> Exercise brief
The reply must return each line of the data exactly.

> Input records
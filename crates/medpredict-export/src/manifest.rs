//! Export manifest
//!
//! One JSON document per batch run describing what happened to every
//! requested key. Written as `models_manifest.json` next to the exported
//! artifacts.

use chrono::{DateTime, Utc};
use medpredict_core::{Error, Result};
use serde::{Deserialize, Serialize};
use std::path::{Path, PathBuf};
use tracing::info;

/// Manifest file name inside the output directory
pub const MANIFEST_FILE: &str = "models_manifest.json";

/// Outcome of exporting one key
#[derive(Debug, Clone, Copy, PartialEq, Eq, Serialize, Deserialize)]
#[serde(rename_all = "lowercase")]
pub enum ExportStatus {
    Success,
    Skipped,
    Failed,
}

/// Per-key manifest record
#[derive(Debug, Clone, PartialEq, Serialize, Deserialize)]
pub struct ManifestEntry {
    pub key: String,
    pub file: Option<String>,
    pub n_features: Option<usize>,
    pub status: ExportStatus,
    #[serde(default, skip_serializing_if = "Option::is_none")]
    pub reason: Option<String>,
}

impl ManifestEntry {
    pub fn success(key: impl Into<String>, file: impl Into<String>, n_features: usize) -> Self {
        Self {
            key: key.into(),
            file: Some(file.into()),
            n_features: Some(n_features),
            status: ExportStatus::Success,
            reason: None,
        }
    }

    pub fn skipped(key: impl Into<String>, reason: impl Into<String>) -> Self {
        Self {
            key: key.into(),
            file: None,
            n_features: None,
            status: ExportStatus::Skipped,
            reason: Some(reason.into()),
        }
    }

    pub fn failed(key: impl Into<String>, reason: impl Into<String>) -> Self {
        Self {
            key: key.into(),
            file: None,
            n_features: None,
            status: ExportStatus::Failed,
            reason: Some(reason.into()),
        }
    }

    pub fn is_success(&self) -> bool {
        self.status == ExportStatus::Success
    }
}

/// Auxiliary files present at export time, relative to the base directory
#[derive(Debug, Clone, Default, PartialEq, Serialize, Deserialize)]
pub struct ManifestMetadata {
    #[serde(default, skip_serializing_if = "Option::is_none")]
    pub encoder: Option<String>,
    #[serde(default, skip_serializing_if = "Option::is_none")]
    pub symptom_columns: Option<String>,
}

#[derive(Debug, Clone, Serialize, Deserialize)]
pub struct ExportManifest {
    pub generated_at: DateTime<Utc>,
    pub total_models: usize,
    pub successful_exports: usize,
    pub metadata: ManifestMetadata,
    pub models: Vec<ManifestEntry>,
}

impl ExportManifest {
    /// Build a manifest from the entries of one run
    pub fn new(models: Vec<ManifestEntry>, metadata: ManifestMetadata) -> Self {
        Self {
            generated_at: Utc::now(),
            total_models: models.len(),
            successful_exports: models.iter().filter(|m| m.is_success()).count(),
            metadata,
            models,
        }
    }

    /// Number of entries with the given status
    pub fn count(&self, status: ExportStatus) -> usize {
        self.models.iter().filter(|m| m.status == status).count()
    }

    /// Write as pretty JSON into `out_dir`, returning the file path
    pub fn write(&self, out_dir: &Path) -> Result<PathBuf> {
        std::fs::create_dir_all(out_dir)?;
        let path = out_dir.join(MANIFEST_FILE);
        let json = serde_json::to_string_pretty(self)?;
        std::fs::write(&path, json).map_err(|e| {
            Error::internal(format!("Failed to write manifest {}: {}", path.display(), e))
        })?;

        info!(
            "Wrote manifest with {}/{} successful exports -> {}",
            self.successful_exports,
            self.total_models,
            path.display()
        );
        Ok(path)
    }

    pub fn read(path: &Path) -> Result<Self> {
        let content = std::fs::read_to_string(path)?;
        Ok(serde_json::from_str(&content)?)
    }
}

> Answer to this problem
filename crates/medpredict-export/src/manifest.rs
//! Export manifest
//!
//! One JSON document per batch run describing what happened to every
//! requested key. Written as `models_manifest.json` next to the exported
//! artifacts.

use chrono::{DateTime, Utc};
use medpredict_core::{Error, Result};
use serde::{Deserialize, Serialize};
use std::path::{Path, PathBuf};
use tracing::info;

/// Manifest file name inside the output directory
pub const MANIFEST_FILE: &str = "models_manifest.json";

/// Outcome of exporting one key
#[derive(Debug, Clone, Copy, PartialEq, Eq, Serialize, Deserialize)]
#[serde(rename_all = "lowercase")]
pub enum ExportStatus {
    Success,
    Skipped,
    Failed,
}

/// Per-key manifest record
#[derive(Debug, Clone, PartialEq, Serialize, Deserialize)]
pub struct ManifestEntry {
    pub key: String,
    pub file: Option<String>,
    pub n_features: Option<usize>,
    pub status: ExportStatus,
    #[serde(default, skip_serializing_if = "Option::is_none")]
    pub reason: Option<String>,
}

impl ManifestEntry {
    pub fn success(key: impl Into<String>, file: impl Into<String>, n_features: usize) -> Self {
        Self {
            key: key.into(),
            file: Some(file.into()),
            n_features: Some(n_features),
            status: ExportStatus::Success,
            reason: None,
        }
    }

    pub fn skipped(key: impl Into<String>, reason: impl Into<String>) -> Self {
        Self {
            key: key.into(),
            file: None,
            n_features: None,
            status: ExportStatus::Skipped,
            reason: Some(reason.into()),
        }
    }

    pub fn failed(key: impl Into<String>, reason: impl Into<String>) -> Self {
        Self {
            key: key.into(),
            file: None,
            n_features: None,
            status: ExportStatus::Failed,
            reason: Some(reason.into()),
        }
    }

    pub fn is_success(&self) -> bool {
        self.status == ExportStatus::Success
    }
}

/// Auxiliary files present at export time, relative to the base directory
#[derive(Debug, Clone, Default, PartialEq, Serialize, Deserialize)]
pub struct ManifestMetadata {
    #[serde(default, skip_serializing_if = "Option::is_none")]
    pub encoder: Option<String>,
    #[serde(default, skip_serializing_if = "Option::is_none")]
    pub symptom_columns: Option<String>,
}

#[derive(Debug, Clone, Serialize, Deserialize)]
pub struct ExportManifest {
    pub generated_at: DateTime<Utc>,
    pub total_models: usize,
    pub successful_exports: usize,
    pub metadata: ManifestMetadata,
    pub models: Vec<ManifestEntry>,
}

impl ExportManifest {
    /// Build a manifest from the entries of one run
    pub fn new(models: Vec<ManifestEntry>, metadata: ManifestMetadata) -> Self {
        Self {
            generated_at: Utc::now(),
            total_models: models.len(),
            successful_exports: models.iter().filter(|m| m.is_success()).count(),
            metadata,
            models,
        }
    }

    /// Number of entries with the given status
    pub fn count(&self, status: ExportStatus) -> usize {
        self.models.iter().filter(|m| m.status == status).count()
    }

    /// Write as pretty JSON into `out_dir`, returning the file path
    pub fn write(&self, out_dir: &Path) -> Result<PathBuf> {
        std::fs::create_dir_all(out_dir)?;
        let path = out_dir.join(MANIFEST_FILE);
        let json = serde_json::to_string_pretty(self)?;
        std::fs::write(&path, json).map_err(|e| {
            Error::internal(format!("Failed to write manifest {}: {}", path.display(), e))
        })?;

        info!(
            "Wrote manifest with {}/{} successful exports -> {}",
            self.successful_exports,
            self.total_models,
            path.display()
        );
        Ok(path)
    }

    pub fn read(path: &Path) -> Result<Self> {
        let content = std::fs::read_to_string(path)?;
        Ok(serde_json::from_str(&content)?)
    }
}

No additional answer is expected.